Il suolo sul quale sorge il Parco Pubblico “Papa Giovanni Paolo II” è finalmente di proprietà comunale: l’amministrazione di Pomigliano d’Arco è infatti infine, dopo anni di attesa, riuscita ad ottenere la proprietà esclusiva dal demanio.

Un risultato  conseguente al decreto legge 21 giugno 2013 che disciplina il trasferimento in proprietà a comuni, province, città metropolitane e regioni e l’amministrazione di Pomigliano d’Arco è stata la prima, in provincia di Napoli, ad utilizzare questa strada “rimediando” così ad anni ed anni di pastoie burocratiche relative alla ex Vasca Carmine di via Passariello. Quel suolo è stato infatti, finora, proprietà dello Stato, non del Comune: nel 1997, dopo l’approvazione del progetto esecutivo per la realizzazione del Parco Pubblico, l’occupazione fu disposta d’urgenza con decreto sindacale. Un cerchio che si chiude giacché ora la situazione è sanata, proprio dal governo dello stesso sindaco che, per primo, già alla guida della città nel 1985, richiese con delibera di giunta comunale l’acquisto della Vasca Carmine.
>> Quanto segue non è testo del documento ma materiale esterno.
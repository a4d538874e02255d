use glam::{Mat4, Quat, Vec3};

use veilgate_shared::camera::Eye;

use crate::portal::PortalId;
use crate::settings::{CameraOverrideOption, QualitySettings, TextureFormat, TextureSize};

/// Opaque render-target handle issued by a [`RenderBackend`].
#[derive(Debug, Copy, Clone, PartialEq, Eq, Hash)]
pub struct TextureHandle(pub u64);

#[derive(Debug, Copy, Clone, PartialEq, Eq, Hash)]
pub struct SkyboxId(pub u32);

#[derive(Debug, Copy, Clone, PartialEq, Eq)]
pub enum WrapMode {
    Clamp,
    Repeat,
    Mirror,
}

#[derive(Debug, Copy, Clone, PartialEq, Eq)]
pub enum FilterMode {
    Point,
    Bilinear,
    Trilinear,
}

#[derive(Debug, Clone, PartialEq)]
pub struct RenderTargetDesc {
    pub label: &'static str,
    pub size: TextureSize,
    pub format: TextureFormat,
    pub samples: u32,
    pub mip_levels: u32,
    pub wrap: WrapMode,
    pub filter: FilterMode,
    pub anisotropy: u32,
}

/// Engine feature overrides applied to every portal sub-render.
#[derive(Debug, Copy, Clone, PartialEq, Eq)]
pub struct SubRenderOptions {
    pub render_layers: u32,
    pub render_shadows: bool,
    pub render_post_processing: bool,
    pub opaque_texture_mode: CameraOverrideOption,
    pub depth_texture_mode: CameraOverrideOption,
    pub disable_pixel_lights: bool,
}

impl SubRenderOptions {
    pub fn from_quality(quality: &QualitySettings) -> Self {
        Self {
            render_layers: quality.render_layers,
            render_shadows: quality.render_shadows,
            render_post_processing: quality.render_post_processing,
            opaque_texture_mode: quality.opaque_texture_mode,
            depth_texture_mode: quality.depth_texture_mode,
            disable_pixel_lights: quality.disable_pixel_lights,
        }
    }
}

/// One sub-render into a pooled target, fully described.
#[derive(Debug, Clone, PartialEq)]
pub struct ViewRender {
    pub target: TextureHandle,
    pub surface: PortalId,
    pub eye: Eye,
    pub depth: u32,
    pub view: Mat4,
    pub projection: Mat4,
    pub culling_matrix: Mat4,
    pub use_occlusion_culling: bool,
    pub position: Vec3,
    pub rotation: Quat,
    pub near: f32,
    pub far: f32,
    pub skybox: Option<SkyboxId>,
    pub options: SubRenderOptions,
}

/// Host-side drawing primitive. Implementations own the GPU resources.
pub trait RenderBackend {
    fn screen_size(&self) -> TextureSize;
    fn create_target(&mut self, desc: &RenderTargetDesc) -> TextureHandle;
    fn destroy_target(&mut self, handle: TextureHandle);
    fn render_view(&mut self, view: &ViewRender);

    /// Called once per rendered frame, before the first eye is resolved.
    fn frame_started(&mut self) {}

    /// Called after the clipping mask is built, with the number of sub-renders issued.
    fn frame_finished(&mut self, _renders: usize) {}
}

/// Backend that only records what it was asked to do.
#[derive(Debug, Clone)]
pub struct RecordingBackend {
    pub screen: TextureSize,
    pub created: Vec<(TextureHandle, RenderTargetDesc)>,
    pub destroyed: Vec<TextureHandle>,
    pub renders: Vec<ViewRender>,
    pub frames_started: usize,
    /// Sub-render count of each finished frame.
    pub frames_finished: Vec<usize>,
    next_handle: u64,
}

impl RecordingBackend {
    pub fn new(screen: TextureSize) -> Self {
        Self {
            screen,
            created: Vec::new(),
            destroyed: Vec::new(),
            renders: Vec::new(),
            frames_started: 0,
            frames_finished: Vec::new(),
            next_handle: 1,
        }
    }

    pub fn live_targets(&self) -> usize {
        self.created.len() - self.destroyed.len()
    }

    pub fn desc_of(&self, handle: TextureHandle) -> Option<&RenderTargetDesc> {
        self.created
            .iter()
            .find(|(created, _)| *created == handle)
            .map(|(_, desc)| desc)
    }
}

impl Default for RecordingBackend {
    fn default() -> Self {
        Self::new(TextureSize::new(1920, 1080))
    }
}

impl RenderBackend for RecordingBackend {
    fn screen_size(&self) -> TextureSize {
        self.screen
    }

    fn create_target(&mut self, desc: &RenderTargetDesc) -> TextureHandle {
        let handle = TextureHandle(self.next_handle);
        self.next_handle += 1;
        self.created.push((handle, desc.clone()));
        handle
    }

    fn destroy_target(&mut self, handle: TextureHandle) {
        self.destroyed.push(handle);
    }

    fn render_view(&mut self, view: &ViewRender) {
        self.renders.push(view.clone());
    }

    fn frame_started(&mut self) {
        self.frames_started += 1;
    }

    fn frame_finished(&mut self, renders: usize) {
        self.frames_finished.push(renders);
    }
}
«Dopo anni di attesa e grazie anche all’efficienza ed alla professionalità dei dipendenti preposti, siamo riusciti ad avere dal demanio, quali unici proprietari, il Parco Pubblico – commenta in proposito il sindaco di Pomigliano d’Arco, Lello Russo –  tale provvedimento sana precedenti atti amministrativi superficiali, inconcludenti e pericolosi».